Collected data
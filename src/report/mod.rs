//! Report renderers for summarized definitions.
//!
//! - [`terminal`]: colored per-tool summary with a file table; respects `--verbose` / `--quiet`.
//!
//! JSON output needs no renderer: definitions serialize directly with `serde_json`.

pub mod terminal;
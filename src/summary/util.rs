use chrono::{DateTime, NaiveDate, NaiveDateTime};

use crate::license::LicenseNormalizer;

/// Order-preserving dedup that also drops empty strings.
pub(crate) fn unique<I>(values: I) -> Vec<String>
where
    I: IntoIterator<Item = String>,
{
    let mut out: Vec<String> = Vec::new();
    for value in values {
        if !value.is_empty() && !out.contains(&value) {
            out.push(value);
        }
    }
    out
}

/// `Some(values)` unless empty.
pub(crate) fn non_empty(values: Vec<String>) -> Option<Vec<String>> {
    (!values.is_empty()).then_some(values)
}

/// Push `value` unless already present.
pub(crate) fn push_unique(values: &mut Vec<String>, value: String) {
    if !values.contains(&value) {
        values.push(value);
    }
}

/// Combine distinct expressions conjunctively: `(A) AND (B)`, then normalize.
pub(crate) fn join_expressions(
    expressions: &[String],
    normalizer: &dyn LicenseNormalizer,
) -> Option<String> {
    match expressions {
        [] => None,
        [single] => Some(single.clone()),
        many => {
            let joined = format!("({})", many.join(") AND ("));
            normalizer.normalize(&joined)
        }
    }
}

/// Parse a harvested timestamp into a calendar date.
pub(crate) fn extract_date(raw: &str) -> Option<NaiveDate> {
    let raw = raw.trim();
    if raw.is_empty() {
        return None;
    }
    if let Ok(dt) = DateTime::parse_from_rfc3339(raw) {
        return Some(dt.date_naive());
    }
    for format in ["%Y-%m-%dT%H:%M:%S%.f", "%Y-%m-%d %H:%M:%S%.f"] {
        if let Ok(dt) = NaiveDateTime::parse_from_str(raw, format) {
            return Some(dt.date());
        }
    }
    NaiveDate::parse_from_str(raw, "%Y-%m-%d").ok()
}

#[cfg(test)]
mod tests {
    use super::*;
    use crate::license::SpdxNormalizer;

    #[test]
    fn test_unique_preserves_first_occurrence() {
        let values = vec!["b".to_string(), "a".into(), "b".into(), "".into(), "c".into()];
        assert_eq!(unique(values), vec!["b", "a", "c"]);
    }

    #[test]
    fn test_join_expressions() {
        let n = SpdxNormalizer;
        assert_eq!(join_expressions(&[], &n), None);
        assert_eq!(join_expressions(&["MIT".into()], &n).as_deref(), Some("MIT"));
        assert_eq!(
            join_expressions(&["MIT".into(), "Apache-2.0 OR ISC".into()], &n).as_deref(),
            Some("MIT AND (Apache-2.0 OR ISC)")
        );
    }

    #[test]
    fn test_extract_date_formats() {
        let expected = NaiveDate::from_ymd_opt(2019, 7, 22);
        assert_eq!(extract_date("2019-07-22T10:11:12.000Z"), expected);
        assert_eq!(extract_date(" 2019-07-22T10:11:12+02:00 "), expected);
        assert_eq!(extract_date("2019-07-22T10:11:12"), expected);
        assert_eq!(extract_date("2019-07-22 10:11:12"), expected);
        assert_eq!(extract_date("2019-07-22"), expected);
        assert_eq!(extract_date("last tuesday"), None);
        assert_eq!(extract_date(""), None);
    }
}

* _WHAT THE EXERCISE ASKS_
Go through the entries above and report each line with the string "contains" in it.

* _ANSWER FOR THE TASK_
        if !value.is_empty() && !out.contains(&value) {
    if !values.contains(&value) {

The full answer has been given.